*** The input Section Begins ***

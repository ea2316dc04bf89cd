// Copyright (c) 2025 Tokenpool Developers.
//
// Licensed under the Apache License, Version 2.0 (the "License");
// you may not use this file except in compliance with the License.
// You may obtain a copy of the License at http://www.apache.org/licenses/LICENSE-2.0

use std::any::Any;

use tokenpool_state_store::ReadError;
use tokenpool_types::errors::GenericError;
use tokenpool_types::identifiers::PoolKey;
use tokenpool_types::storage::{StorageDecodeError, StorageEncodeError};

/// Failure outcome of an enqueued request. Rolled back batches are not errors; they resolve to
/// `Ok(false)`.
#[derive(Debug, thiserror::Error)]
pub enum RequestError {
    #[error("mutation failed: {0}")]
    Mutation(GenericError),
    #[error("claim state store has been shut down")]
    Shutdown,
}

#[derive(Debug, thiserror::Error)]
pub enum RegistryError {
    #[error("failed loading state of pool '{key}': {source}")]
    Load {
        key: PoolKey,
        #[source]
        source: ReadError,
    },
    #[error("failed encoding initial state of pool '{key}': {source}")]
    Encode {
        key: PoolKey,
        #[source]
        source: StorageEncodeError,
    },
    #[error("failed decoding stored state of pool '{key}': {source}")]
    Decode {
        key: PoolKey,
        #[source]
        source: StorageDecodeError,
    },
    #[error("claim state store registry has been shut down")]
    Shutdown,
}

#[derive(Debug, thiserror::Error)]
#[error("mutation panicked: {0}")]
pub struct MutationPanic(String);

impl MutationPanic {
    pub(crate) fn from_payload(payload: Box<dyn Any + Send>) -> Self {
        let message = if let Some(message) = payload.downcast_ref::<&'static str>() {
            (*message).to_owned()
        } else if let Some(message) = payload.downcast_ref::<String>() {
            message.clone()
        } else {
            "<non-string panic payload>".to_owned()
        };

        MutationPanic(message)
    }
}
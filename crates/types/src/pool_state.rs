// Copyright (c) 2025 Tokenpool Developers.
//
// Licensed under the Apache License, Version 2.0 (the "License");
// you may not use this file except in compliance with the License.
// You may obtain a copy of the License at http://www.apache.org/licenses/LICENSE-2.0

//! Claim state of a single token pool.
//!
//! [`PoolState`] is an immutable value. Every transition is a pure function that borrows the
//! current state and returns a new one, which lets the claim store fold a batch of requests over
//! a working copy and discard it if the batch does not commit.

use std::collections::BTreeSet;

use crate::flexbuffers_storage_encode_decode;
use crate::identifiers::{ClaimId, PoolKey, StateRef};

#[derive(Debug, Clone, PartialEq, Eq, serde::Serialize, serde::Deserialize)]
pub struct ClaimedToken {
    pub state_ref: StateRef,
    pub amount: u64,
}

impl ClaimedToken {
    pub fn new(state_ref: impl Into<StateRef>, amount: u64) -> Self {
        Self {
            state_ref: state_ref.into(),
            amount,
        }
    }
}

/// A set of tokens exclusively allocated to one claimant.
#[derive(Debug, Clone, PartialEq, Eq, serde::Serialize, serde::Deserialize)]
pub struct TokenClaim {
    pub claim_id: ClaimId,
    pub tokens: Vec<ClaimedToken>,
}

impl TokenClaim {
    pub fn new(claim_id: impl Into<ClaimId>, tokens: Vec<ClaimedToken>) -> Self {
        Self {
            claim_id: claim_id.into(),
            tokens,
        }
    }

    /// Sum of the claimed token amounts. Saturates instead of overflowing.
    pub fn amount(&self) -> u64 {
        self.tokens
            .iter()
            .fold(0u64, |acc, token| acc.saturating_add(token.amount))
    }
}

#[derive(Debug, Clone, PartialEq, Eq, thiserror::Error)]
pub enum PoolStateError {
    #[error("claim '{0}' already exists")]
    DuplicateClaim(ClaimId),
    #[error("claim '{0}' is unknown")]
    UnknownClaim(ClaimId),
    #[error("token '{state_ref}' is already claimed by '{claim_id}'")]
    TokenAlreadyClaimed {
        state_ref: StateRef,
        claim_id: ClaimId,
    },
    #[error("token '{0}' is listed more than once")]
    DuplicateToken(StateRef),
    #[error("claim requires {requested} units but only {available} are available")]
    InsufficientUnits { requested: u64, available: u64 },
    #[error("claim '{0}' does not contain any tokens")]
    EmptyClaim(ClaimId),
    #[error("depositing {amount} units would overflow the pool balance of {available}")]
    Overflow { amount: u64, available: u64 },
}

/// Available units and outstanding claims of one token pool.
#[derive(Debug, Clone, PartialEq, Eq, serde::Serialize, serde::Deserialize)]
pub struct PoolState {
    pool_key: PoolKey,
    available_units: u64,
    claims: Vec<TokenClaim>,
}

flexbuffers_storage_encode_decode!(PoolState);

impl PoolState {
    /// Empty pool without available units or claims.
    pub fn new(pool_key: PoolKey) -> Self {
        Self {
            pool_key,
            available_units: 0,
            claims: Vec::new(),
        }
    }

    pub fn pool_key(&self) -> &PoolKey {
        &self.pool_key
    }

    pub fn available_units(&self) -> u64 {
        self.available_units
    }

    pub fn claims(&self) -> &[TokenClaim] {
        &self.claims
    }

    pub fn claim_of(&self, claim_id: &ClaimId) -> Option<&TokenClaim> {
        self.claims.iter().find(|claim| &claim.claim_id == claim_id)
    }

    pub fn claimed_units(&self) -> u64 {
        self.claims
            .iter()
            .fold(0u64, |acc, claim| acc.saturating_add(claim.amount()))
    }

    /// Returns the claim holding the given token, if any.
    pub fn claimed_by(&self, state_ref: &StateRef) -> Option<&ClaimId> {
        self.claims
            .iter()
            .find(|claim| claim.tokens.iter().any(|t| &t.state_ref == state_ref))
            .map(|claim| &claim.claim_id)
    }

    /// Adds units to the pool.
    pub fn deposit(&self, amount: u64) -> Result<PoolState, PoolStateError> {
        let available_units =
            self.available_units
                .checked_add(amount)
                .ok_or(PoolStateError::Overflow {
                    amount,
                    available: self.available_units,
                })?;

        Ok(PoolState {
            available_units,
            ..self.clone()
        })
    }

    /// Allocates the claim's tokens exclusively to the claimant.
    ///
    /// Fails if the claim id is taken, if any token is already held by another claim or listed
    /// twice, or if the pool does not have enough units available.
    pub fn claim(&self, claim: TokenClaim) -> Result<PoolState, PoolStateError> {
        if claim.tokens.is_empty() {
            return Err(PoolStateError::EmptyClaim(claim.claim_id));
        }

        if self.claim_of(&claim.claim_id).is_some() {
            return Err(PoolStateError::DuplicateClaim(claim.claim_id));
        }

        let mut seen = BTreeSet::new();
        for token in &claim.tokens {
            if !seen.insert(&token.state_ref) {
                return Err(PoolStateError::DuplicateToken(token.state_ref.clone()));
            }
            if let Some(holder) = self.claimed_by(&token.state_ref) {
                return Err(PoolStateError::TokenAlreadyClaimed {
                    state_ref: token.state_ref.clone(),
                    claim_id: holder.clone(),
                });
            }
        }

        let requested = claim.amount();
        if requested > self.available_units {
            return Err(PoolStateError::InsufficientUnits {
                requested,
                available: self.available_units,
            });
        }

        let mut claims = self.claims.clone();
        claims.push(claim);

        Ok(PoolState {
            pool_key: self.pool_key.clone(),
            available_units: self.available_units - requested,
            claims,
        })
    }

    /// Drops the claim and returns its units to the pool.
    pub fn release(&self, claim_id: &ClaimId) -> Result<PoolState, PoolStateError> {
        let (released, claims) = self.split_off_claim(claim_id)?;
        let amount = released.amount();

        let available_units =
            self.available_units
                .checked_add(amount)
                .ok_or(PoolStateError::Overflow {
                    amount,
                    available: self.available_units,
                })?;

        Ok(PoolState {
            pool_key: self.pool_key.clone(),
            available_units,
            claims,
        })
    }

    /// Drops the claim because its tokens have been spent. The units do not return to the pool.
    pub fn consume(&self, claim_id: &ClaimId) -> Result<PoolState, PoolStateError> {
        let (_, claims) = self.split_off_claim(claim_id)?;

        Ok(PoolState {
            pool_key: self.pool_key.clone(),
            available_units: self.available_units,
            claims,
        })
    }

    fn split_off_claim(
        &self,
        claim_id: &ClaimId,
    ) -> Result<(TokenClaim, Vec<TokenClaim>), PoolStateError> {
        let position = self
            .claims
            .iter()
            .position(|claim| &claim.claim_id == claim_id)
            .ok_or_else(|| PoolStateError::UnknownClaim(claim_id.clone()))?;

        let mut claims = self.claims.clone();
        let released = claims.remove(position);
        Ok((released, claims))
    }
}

*** The input Section Ends ***

» About this task: Read the entries above and find each line holding the word "DuplicateClaim". Copy it out.

» Reply:
    DuplicateClaim(ClaimId),
            return Err(PoolStateError::DuplicateClaim(claim.claim_id));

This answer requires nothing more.